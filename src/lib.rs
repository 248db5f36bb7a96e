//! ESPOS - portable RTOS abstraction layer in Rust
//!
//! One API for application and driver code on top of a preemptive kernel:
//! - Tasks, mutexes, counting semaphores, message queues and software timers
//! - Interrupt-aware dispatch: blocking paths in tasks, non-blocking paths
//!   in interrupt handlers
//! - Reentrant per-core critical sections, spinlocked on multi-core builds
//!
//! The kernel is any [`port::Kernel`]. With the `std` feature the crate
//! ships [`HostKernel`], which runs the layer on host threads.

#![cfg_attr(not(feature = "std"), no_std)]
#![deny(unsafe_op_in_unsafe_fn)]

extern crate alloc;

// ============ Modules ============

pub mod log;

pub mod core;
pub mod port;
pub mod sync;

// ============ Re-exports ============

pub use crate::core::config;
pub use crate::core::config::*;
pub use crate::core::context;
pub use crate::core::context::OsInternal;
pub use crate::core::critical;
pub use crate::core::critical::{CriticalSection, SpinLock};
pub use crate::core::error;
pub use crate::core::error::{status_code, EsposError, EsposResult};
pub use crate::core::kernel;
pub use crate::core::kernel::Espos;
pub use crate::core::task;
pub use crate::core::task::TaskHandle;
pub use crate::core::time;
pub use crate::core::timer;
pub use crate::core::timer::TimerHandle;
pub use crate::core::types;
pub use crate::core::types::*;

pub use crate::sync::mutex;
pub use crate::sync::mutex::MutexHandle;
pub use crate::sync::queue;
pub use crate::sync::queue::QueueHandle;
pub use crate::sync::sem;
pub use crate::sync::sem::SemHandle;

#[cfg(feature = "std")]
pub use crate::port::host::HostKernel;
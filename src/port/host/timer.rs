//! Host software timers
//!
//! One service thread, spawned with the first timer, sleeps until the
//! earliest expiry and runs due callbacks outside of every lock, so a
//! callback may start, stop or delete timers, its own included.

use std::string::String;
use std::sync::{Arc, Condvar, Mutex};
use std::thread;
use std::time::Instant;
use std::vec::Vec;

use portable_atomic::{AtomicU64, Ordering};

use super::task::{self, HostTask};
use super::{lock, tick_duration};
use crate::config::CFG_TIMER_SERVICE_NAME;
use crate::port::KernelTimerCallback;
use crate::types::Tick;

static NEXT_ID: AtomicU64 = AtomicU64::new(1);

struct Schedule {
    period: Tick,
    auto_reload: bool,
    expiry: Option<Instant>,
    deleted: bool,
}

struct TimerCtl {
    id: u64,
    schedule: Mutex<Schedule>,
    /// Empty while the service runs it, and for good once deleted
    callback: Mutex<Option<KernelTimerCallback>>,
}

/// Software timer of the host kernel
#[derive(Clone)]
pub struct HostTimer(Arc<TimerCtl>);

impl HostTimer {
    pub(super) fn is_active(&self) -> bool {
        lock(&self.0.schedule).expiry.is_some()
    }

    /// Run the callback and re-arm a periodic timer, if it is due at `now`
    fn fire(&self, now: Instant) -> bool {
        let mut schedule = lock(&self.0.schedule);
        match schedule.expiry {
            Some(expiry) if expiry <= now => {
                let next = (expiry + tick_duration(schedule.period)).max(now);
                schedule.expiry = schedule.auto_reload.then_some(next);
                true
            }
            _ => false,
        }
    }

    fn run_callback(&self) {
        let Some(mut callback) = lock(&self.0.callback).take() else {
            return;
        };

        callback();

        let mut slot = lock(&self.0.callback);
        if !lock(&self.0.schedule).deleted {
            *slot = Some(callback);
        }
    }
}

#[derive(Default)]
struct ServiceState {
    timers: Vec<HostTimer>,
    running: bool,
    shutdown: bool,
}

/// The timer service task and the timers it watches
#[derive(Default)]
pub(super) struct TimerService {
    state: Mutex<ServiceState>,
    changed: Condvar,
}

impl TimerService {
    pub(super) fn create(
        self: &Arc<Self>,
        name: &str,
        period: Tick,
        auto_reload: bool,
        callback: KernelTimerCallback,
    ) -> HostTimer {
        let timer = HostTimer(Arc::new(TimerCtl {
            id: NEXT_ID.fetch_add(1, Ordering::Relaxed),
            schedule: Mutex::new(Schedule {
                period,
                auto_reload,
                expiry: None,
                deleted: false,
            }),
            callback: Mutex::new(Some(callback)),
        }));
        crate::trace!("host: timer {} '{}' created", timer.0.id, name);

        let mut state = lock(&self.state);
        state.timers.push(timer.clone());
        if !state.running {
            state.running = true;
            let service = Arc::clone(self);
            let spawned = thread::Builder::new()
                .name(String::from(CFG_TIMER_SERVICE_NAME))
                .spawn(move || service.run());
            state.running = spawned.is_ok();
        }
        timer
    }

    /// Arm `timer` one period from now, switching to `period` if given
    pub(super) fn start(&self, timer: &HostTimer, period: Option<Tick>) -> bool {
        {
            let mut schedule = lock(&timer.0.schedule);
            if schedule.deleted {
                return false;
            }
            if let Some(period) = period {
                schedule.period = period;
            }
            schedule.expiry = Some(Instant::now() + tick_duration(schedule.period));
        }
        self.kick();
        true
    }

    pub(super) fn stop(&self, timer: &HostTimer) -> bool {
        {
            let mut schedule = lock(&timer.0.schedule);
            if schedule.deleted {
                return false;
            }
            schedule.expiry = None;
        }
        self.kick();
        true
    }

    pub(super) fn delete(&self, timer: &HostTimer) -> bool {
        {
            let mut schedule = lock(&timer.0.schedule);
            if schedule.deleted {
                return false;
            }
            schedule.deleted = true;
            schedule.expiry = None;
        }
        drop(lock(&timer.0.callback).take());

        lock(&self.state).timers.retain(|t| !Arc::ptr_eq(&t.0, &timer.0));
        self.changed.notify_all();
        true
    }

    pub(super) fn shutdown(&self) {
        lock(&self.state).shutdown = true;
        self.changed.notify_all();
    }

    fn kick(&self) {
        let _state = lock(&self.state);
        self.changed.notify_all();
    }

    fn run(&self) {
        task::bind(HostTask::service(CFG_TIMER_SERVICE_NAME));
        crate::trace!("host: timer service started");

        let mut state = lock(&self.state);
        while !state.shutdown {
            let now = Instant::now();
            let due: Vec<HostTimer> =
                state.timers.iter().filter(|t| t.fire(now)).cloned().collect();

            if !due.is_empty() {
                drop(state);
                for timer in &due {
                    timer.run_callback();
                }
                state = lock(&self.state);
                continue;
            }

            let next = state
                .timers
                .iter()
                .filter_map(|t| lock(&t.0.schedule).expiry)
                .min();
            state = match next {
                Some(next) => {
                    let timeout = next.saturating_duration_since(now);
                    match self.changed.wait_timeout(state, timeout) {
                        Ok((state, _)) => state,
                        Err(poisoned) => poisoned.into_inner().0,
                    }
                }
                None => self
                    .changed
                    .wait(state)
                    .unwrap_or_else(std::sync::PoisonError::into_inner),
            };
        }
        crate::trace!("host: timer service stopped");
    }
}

**WORK ITEM:** What is needed is one number, the count of lines in the listing above that contain the word "types".

**SOLUTION TO THIS PROBLEM:** 3